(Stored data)
▬▬▬▬▬▬

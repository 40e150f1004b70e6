//! The epoch/trajectory training loop.

use std::error::Error;
use std::fmt;

use crate::algorithms::ActorCritic;
use crate::buffers::{BufferError, VpgBuffer};
use crate::comm::Collective;
use crate::environment::{Environment, EnvironmentError};
use crate::metrics::{render_return_curve, EpochSnapshot, MetricsLogger, PlotError};

use super::vpg_config::{ConfigError, VpgConfig};

/// Anything that can abort a training run.
#[derive(Debug)]
pub enum TrainError {
    Config(ConfigError),
    Buffer(BufferError),
    Environment(EnvironmentError),
    Plot(PlotError),
}

impl fmt::Display for TrainError {
    fn fmt(&self, f: &mut fmt::Formatter<'_>) -> fmt::Result {
        match self {
            TrainError::Config(e) => write!(f, "configuration: {e}"),
            TrainError::Buffer(e) => write!(f, "buffer: {e}"),
            TrainError::Environment(e) => write!(f, "{e}"),
            TrainError::Plot(e) => write!(f, "{e}"),
        }
    }
}

impl Error for TrainError {
    fn source(&self) -> Option<&(dyn Error + 'static)> {
        match self {
            TrainError::Config(e) => Some(e),
            TrainError::Buffer(e) => Some(e),
            TrainError::Environment(e) => Some(e),
            TrainError::Plot(e) => Some(e),
        }
    }
}

impl From<ConfigError> for TrainError {
    fn from(e: ConfigError) -> Self {
        TrainError::Config(e)
    }
}

impl From<BufferError> for TrainError {
    fn from(e: BufferError) -> Self {
        TrainError::Buffer(e)
    }
}

impl From<EnvironmentError> for TrainError {
    fn from(e: EnvironmentError) -> Self {
        TrainError::Environment(e)
    }
}

impl From<PlotError> for TrainError {
    fn from(e: PlotError) -> Self {
        TrainError::Plot(e)
    }
}

/// What one worker saw over a full run.
#[derive(Debug, Clone)]
pub struct TrainingReport {
    /// One snapshot per epoch, with group-pooled return statistics.
    pub epochs: Vec<EpochSnapshot>,
    /// `(cumulative interactions, mean return)` per epoch.
    pub return_curve: Vec<(usize, f32)>,
}

/// Runs vanilla policy gradient with GAE-Lambda advantages.
///
/// Every worker in the group executes `run` with its own agent,
/// environment and [`Collective`] endpoint; collectives inside keep
/// the group in lockstep, and parameters stay identical across ranks
/// after every update.
pub struct VpgRunner {
    config: VpgConfig,
}

impl VpgRunner {
    pub fn new(config: VpgConfig) -> Self {
        Self { config }
    }

    pub fn config(&self) -> &VpgConfig {
        &self.config
    }

    pub fn run<A, E, C, L>(
        &self,
        agent: &mut A,
        env: &mut E,
        comm: &C,
        logger: &mut L,
    ) -> Result<TrainingReport, TrainError>
    where
        A: ActorCritic,
        E: Environment,
        C: Collective,
        L: MetricsLogger + ?Sized,
    {
        let config = &self.config;
        config.validate()?;
        let local_steps = config.local_steps_per_epoch(comm.world_size())?;

        let obs_dim = env.observation_size();
        let act_dim = env.action_space().storage_size();
        let mut buffer = VpgBuffer::new(obs_dim, act_dim, local_steps, config.gamma, config.lam);

        // All ranks start from rank 0's weights.
        agent.synchronize(comm);

        let mut episode_seed = config.worker_seed(comm.rank());
        let mut obs = env.reset(episode_seed)?;
        let mut episode_return = 0.0f32;
        let mut episode_len = 0usize;
        let mut completed_returns: Vec<f32> = Vec::new();

        let mut epochs = Vec::with_capacity(config.epochs);
        let mut return_curve = Vec::with_capacity(config.epochs);

        for epoch in 0..config.epochs {
            for t in 0..local_steps {
                let eval = agent.evaluate(&obs);
                let outcome = env.step(&eval.action)?;
                buffer.store(
                    &obs,
                    &eval.action.as_floats(),
                    outcome.reward,
                    eval.value,
                    eval.log_prob,
                )?;
                episode_return += outcome.reward;
                episode_len += 1;
                obs = outcome.observation;

                let terminal = outcome.terminal;
                let cutoff = episode_len >= config.max_ep_len;
                let epoch_end = t + 1 == local_steps;
                if terminal || cutoff || epoch_end {
                    if !(terminal || cutoff) && comm.is_root() {
                        println!(
                            "warning: trajectory cut off by epoch boundary after {episode_len} steps"
                        );
                    }
                    // A true terminal bootstraps with 0 even when it
                    // coincides with a cutoff or the epoch boundary.
                    let last_val = if terminal { 0.0 } else { agent.value(&obs) };
                    buffer.finish_path(last_val);
                    if terminal || cutoff {
                        completed_returns.push(episode_return);
                    }
                    episode_seed = episode_seed.wrapping_add(1);
                    obs = env.reset(episode_seed)?;
                    episode_return = 0.0;
                    episode_len = 0;
                }
            }

            let batch = buffer.get(comm)?;
            let policy_loss = agent.update_policy(&batch);
            let value_loss = agent.update_value(&batch, config.train_v_iters);
            agent.synchronize(comm);

            let return_stats = comm.scalar_statistics(&completed_returns);
            completed_returns.clear();

            let snapshot = EpochSnapshot {
                epoch,
                env_interactions: (epoch + 1) * config.steps_per_epoch,
                episodes: return_stats.count,
                mean_return: return_stats.mean,
                std_return: return_stats.std,
                policy_loss,
                value_loss,
            };
            if comm.is_root() {
                logger.log(&snapshot);
            }
            return_curve.push((snapshot.env_interactions, snapshot.mean_return));
            epochs.push(snapshot);
        }

        if comm.is_root() {
            logger.flush();
            if let Some(path) = &config.plot_path {
                render_return_curve(&return_curve, path)?;
            }
        }

        Ok(TrainingReport {
            epochs,
            return_curve,
        })
    }
}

▬▬▬▬▬▬

Extract each entry in full, exactly as given.

TASK RESPONSE ->
repository 40e150f1004b70e6
//! The epoch/trajectory training loop.

use std::error::Error;
use std::fmt;

use crate::algorithms::ActorCritic;
use crate::buffers::{BufferError, VpgBuffer};
use crate::comm::Collective;
use crate::environment::{Environment, EnvironmentError};
use crate::metrics::{render_return_curve, EpochSnapshot, MetricsLogger, PlotError};

use super::vpg_config::{ConfigError, VpgConfig};

/// Anything that can abort a training run.
#[derive(Debug)]
pub enum TrainError {
    Config(ConfigError),
    Buffer(BufferError),
    Environment(EnvironmentError),
    Plot(PlotError),
}

impl fmt::Display for TrainError {
    fn fmt(&self, f: &mut fmt::Formatter<'_>) -> fmt::Result {
        match self {
            TrainError::Config(e) => write!(f, "configuration: {e}"),
            TrainError::Buffer(e) => write!(f, "buffer: {e}"),
            TrainError::Environment(e) => write!(f, "{e}"),
            TrainError::Plot(e) => write!(f, "{e}"),
        }
    }
}

impl Error for TrainError {
    fn source(&self) -> Option<&(dyn Error + 'static)> {
        match self {
            TrainError::Config(e) => Some(e),
            TrainError::Buffer(e) => Some(e),
            TrainError::Environment(e) => Some(e),
            TrainError::Plot(e) => Some(e),
        }
    }
}

impl From<ConfigError> for TrainError {
    fn from(e: ConfigError) -> Self {
        TrainError::Config(e)
    }
}

impl From<BufferError> for TrainError {
    fn from(e: BufferError) -> Self {
        TrainError::Buffer(e)
    }
}

impl From<EnvironmentError> for TrainError {
    fn from(e: EnvironmentError) -> Self {
        TrainError::Environment(e)
    }
}

impl From<PlotError> for TrainError {
    fn from(e: PlotError) -> Self {
        TrainError::Plot(e)
    }
}

/// What one worker saw over a full run.
#[derive(Debug, Clone)]
pub struct TrainingReport {
    /// One snapshot per epoch, with group-pooled return statistics.
    pub epochs: Vec<EpochSnapshot>,
    /// `(cumulative interactions, mean return)` per epoch.
    pub return_curve: Vec<(usize, f32)>,
}

/// Runs vanilla policy gradient with GAE-Lambda advantages.
///
/// Every worker in the group executes `run` with its own agent,
/// environment and [`Collective`] endpoint; collectives inside keep
/// the group in lockstep, and parameters stay identical across ranks
/// after every update.
pub struct VpgRunner {
    config: VpgConfig,
}

impl VpgRunner {
    pub fn new(config: VpgConfig) -> Self {
        Self { config }
    }

    pub fn config(&self) -> &VpgConfig {
        &self.config
    }

    pub fn run<A, E, C, L>(
        &self,
        agent: &mut A,
        env: &mut E,
        comm: &C,
        logger: &mut L,
    ) -> Result<TrainingReport, TrainError>
    where
        A: ActorCritic,
        E: Environment,
        C: Collective,
        L: MetricsLogger + ?Sized,
    {
        let config = &self.config;
        config.validate()?;
        let local_steps = config.local_steps_per_epoch(comm.world_size())?;

        let obs_dim = env.observation_size();
        let act_dim = env.action_space().storage_size();
        let mut buffer = VpgBuffer::new(obs_dim, act_dim, local_steps, config.gamma, config.lam);

        // All ranks start from rank 0's weights.
        agent.synchronize(comm);

        let mut episode_seed = config.worker_seed(comm.rank());
        let mut obs = env.reset(episode_seed)?;
        let mut episode_return = 0.0f32;
        let mut episode_len = 0usize;
        let mut completed_returns: Vec<f32> = Vec::new();

        let mut epochs = Vec::with_capacity(config.epochs);
        let mut return_curve = Vec::with_capacity(config.epochs);

        for epoch in 0..config.epochs {
            for t in 0..local_steps {
                let eval = agent.evaluate(&obs);
                let outcome = env.step(&eval.action)?;
                buffer.store(
                    &obs,
                    &eval.action.as_floats(),
                    outcome.reward,
                    eval.value,
                    eval.log_prob,
                )?;
                episode_return += outcome.reward;
                episode_len += 1;
                obs = outcome.observation;

                let terminal = outcome.terminal;
                let cutoff = episode_len >= config.max_ep_len;
                let epoch_end = t + 1 == local_steps;
                if terminal || cutoff || epoch_end {
                    if !(terminal || cutoff) && comm.is_root() {
                        println!(
                            "warning: trajectory cut off by epoch boundary after {episode_len} steps"
                        );
                    }
                    // A true terminal bootstraps with 0 even when it
                    // coincides with a cutoff or the epoch boundary.
                    let last_val = if terminal { 0.0 } else { agent.value(&obs) };
                    buffer.finish_path(last_val);
                    if terminal || cutoff {
                        completed_returns.push(episode_return);
                    }
                    episode_seed = episode_seed.wrapping_add(1);
                    obs = env.reset(episode_seed)?;
                    episode_return = 0.0;
                    episode_len = 0;
                }
            }

            let batch = buffer.get(comm)?;
            let policy_loss = agent.update_policy(&batch);
            let value_loss = agent.update_value(&batch, config.train_v_iters);
            agent.synchronize(comm);

            let return_stats = comm.scalar_statistics(&completed_returns);
            completed_returns.clear();

            let snapshot = EpochSnapshot {
                epoch,
                env_interactions: (epoch + 1) * config.steps_per_epoch,
                episodes: return_stats.count,
                mean_return: return_stats.mean,
                std_return: return_stats.std,
                policy_loss,
                value_loss,
            };
            if comm.is_root() {
                logger.log(&snapshot);
            }
            return_curve.push((snapshot.env_interactions, snapshot.mean_return));
            epochs.push(snapshot);
        }

        if comm.is_root() {
            logger.flush();
            if let Some(path) = &config.plot_path {
                render_return_curve(&return_curve, path)?;
            }
        }

        Ok(TrainingReport {
            epochs,
            return_curve,
        })
    }
}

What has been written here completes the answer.